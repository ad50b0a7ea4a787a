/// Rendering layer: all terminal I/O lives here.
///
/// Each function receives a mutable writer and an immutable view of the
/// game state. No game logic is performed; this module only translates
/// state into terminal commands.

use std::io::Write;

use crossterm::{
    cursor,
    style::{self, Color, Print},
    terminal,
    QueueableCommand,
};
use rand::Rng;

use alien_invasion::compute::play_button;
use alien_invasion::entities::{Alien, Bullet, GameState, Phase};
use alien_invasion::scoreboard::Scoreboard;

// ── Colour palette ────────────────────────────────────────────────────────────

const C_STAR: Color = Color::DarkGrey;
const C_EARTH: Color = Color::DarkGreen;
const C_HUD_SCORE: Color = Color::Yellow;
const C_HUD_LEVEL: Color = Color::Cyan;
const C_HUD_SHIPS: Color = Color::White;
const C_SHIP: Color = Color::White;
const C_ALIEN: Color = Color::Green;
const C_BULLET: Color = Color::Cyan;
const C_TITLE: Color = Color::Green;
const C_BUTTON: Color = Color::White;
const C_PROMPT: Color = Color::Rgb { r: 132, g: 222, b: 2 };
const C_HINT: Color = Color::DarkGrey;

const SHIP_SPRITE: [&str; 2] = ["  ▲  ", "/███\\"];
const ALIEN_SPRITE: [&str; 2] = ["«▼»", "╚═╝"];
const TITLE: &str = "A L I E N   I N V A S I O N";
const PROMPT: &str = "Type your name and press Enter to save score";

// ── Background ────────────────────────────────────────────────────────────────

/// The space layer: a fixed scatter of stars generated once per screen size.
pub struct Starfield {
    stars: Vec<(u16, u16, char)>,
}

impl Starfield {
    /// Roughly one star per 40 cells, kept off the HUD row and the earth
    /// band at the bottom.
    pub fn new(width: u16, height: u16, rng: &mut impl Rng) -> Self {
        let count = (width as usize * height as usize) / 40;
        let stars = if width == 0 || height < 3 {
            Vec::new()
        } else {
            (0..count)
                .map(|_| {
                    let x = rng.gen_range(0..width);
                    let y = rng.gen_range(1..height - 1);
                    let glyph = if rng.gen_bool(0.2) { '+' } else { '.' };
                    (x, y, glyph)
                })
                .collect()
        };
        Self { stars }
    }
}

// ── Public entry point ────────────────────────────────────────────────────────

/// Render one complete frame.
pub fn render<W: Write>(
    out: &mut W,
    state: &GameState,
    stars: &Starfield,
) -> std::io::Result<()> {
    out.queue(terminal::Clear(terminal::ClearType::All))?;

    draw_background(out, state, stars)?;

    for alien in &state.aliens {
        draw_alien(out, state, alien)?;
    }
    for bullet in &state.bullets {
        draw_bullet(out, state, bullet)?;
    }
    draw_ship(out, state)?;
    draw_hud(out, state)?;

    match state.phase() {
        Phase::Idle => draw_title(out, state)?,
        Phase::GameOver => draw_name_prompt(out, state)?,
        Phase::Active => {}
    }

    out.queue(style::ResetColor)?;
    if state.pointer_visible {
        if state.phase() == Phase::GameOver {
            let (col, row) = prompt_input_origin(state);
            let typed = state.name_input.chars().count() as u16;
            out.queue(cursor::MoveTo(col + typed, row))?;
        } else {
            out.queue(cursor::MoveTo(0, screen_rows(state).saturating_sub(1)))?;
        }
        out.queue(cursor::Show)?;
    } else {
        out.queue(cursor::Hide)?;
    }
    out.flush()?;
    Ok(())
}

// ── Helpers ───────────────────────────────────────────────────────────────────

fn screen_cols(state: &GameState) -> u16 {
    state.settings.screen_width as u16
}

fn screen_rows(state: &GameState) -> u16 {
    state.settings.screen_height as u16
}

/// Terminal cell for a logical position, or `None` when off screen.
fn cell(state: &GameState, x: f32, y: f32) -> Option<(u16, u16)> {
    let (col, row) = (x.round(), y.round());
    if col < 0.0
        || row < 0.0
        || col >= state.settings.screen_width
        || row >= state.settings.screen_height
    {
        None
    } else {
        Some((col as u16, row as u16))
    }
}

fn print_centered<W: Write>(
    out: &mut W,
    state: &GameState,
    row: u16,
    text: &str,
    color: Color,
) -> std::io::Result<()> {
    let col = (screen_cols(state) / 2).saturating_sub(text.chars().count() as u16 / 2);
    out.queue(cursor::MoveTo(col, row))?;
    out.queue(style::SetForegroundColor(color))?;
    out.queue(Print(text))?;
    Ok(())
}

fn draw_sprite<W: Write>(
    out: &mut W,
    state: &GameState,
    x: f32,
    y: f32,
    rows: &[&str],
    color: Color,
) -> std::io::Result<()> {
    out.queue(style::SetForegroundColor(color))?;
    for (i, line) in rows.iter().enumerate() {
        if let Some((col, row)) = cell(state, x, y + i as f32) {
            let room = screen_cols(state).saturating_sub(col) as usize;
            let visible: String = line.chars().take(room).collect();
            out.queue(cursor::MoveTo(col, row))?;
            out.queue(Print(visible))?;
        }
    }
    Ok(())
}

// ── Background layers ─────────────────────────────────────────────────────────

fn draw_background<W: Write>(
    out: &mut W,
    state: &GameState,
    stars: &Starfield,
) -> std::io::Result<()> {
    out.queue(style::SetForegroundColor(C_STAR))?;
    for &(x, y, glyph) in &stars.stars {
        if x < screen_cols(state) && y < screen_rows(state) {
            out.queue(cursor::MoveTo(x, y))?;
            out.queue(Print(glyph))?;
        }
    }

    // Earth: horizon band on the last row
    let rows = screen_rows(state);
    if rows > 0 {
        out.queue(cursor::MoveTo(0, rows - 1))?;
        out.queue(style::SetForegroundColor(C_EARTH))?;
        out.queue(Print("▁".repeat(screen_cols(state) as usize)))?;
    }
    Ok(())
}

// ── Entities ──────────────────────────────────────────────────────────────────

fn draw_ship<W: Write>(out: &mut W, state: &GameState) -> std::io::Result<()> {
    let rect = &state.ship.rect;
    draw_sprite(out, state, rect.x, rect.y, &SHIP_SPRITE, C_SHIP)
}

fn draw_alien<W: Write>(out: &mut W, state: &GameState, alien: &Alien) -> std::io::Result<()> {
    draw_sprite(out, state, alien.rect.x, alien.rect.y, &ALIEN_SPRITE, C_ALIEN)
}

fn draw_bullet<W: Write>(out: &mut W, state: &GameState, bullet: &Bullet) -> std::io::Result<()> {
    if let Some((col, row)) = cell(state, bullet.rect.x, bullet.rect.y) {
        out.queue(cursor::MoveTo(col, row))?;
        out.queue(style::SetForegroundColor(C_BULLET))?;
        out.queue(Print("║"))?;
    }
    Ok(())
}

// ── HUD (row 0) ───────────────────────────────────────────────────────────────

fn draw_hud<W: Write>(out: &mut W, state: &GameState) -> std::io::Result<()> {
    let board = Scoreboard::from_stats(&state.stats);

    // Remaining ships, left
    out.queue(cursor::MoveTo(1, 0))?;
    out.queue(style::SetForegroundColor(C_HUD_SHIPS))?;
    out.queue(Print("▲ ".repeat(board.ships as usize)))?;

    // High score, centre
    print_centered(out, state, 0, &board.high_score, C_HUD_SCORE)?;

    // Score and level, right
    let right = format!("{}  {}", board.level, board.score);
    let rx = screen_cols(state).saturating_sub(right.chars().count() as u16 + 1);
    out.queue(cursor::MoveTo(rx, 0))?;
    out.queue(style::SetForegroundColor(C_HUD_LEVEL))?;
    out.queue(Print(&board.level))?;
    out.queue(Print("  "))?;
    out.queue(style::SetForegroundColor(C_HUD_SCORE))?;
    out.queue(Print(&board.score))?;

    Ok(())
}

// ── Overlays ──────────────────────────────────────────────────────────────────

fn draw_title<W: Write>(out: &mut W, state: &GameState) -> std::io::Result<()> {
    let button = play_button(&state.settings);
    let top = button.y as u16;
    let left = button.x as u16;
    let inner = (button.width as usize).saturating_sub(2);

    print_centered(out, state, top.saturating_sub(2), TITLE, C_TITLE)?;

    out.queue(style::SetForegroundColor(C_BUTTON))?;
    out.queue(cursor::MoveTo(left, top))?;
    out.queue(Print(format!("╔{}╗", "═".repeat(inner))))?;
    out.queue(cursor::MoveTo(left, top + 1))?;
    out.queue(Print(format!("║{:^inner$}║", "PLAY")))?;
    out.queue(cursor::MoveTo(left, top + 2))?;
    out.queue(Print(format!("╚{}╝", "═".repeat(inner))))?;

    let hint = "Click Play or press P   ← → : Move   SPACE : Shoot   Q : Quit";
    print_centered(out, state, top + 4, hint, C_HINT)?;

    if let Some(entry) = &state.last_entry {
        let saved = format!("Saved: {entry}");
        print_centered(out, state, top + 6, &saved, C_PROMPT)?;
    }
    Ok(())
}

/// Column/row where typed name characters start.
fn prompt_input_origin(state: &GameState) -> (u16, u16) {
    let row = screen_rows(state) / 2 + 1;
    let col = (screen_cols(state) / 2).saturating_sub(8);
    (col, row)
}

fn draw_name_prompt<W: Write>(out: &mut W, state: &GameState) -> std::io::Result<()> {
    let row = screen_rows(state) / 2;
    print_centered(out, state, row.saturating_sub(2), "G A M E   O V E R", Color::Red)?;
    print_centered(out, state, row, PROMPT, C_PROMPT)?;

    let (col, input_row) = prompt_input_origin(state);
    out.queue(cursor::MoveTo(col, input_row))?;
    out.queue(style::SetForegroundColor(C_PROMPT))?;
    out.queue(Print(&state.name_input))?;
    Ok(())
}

+-------+

> **TRY IT**:
In the listing above, find each line with the word "room" and copy it out.

> **WRITTEN RESPONSE**:
            let room = screen_cols(state).saturating_sub(col) as usize;
            let visible: String = line.chars().take(room).collect();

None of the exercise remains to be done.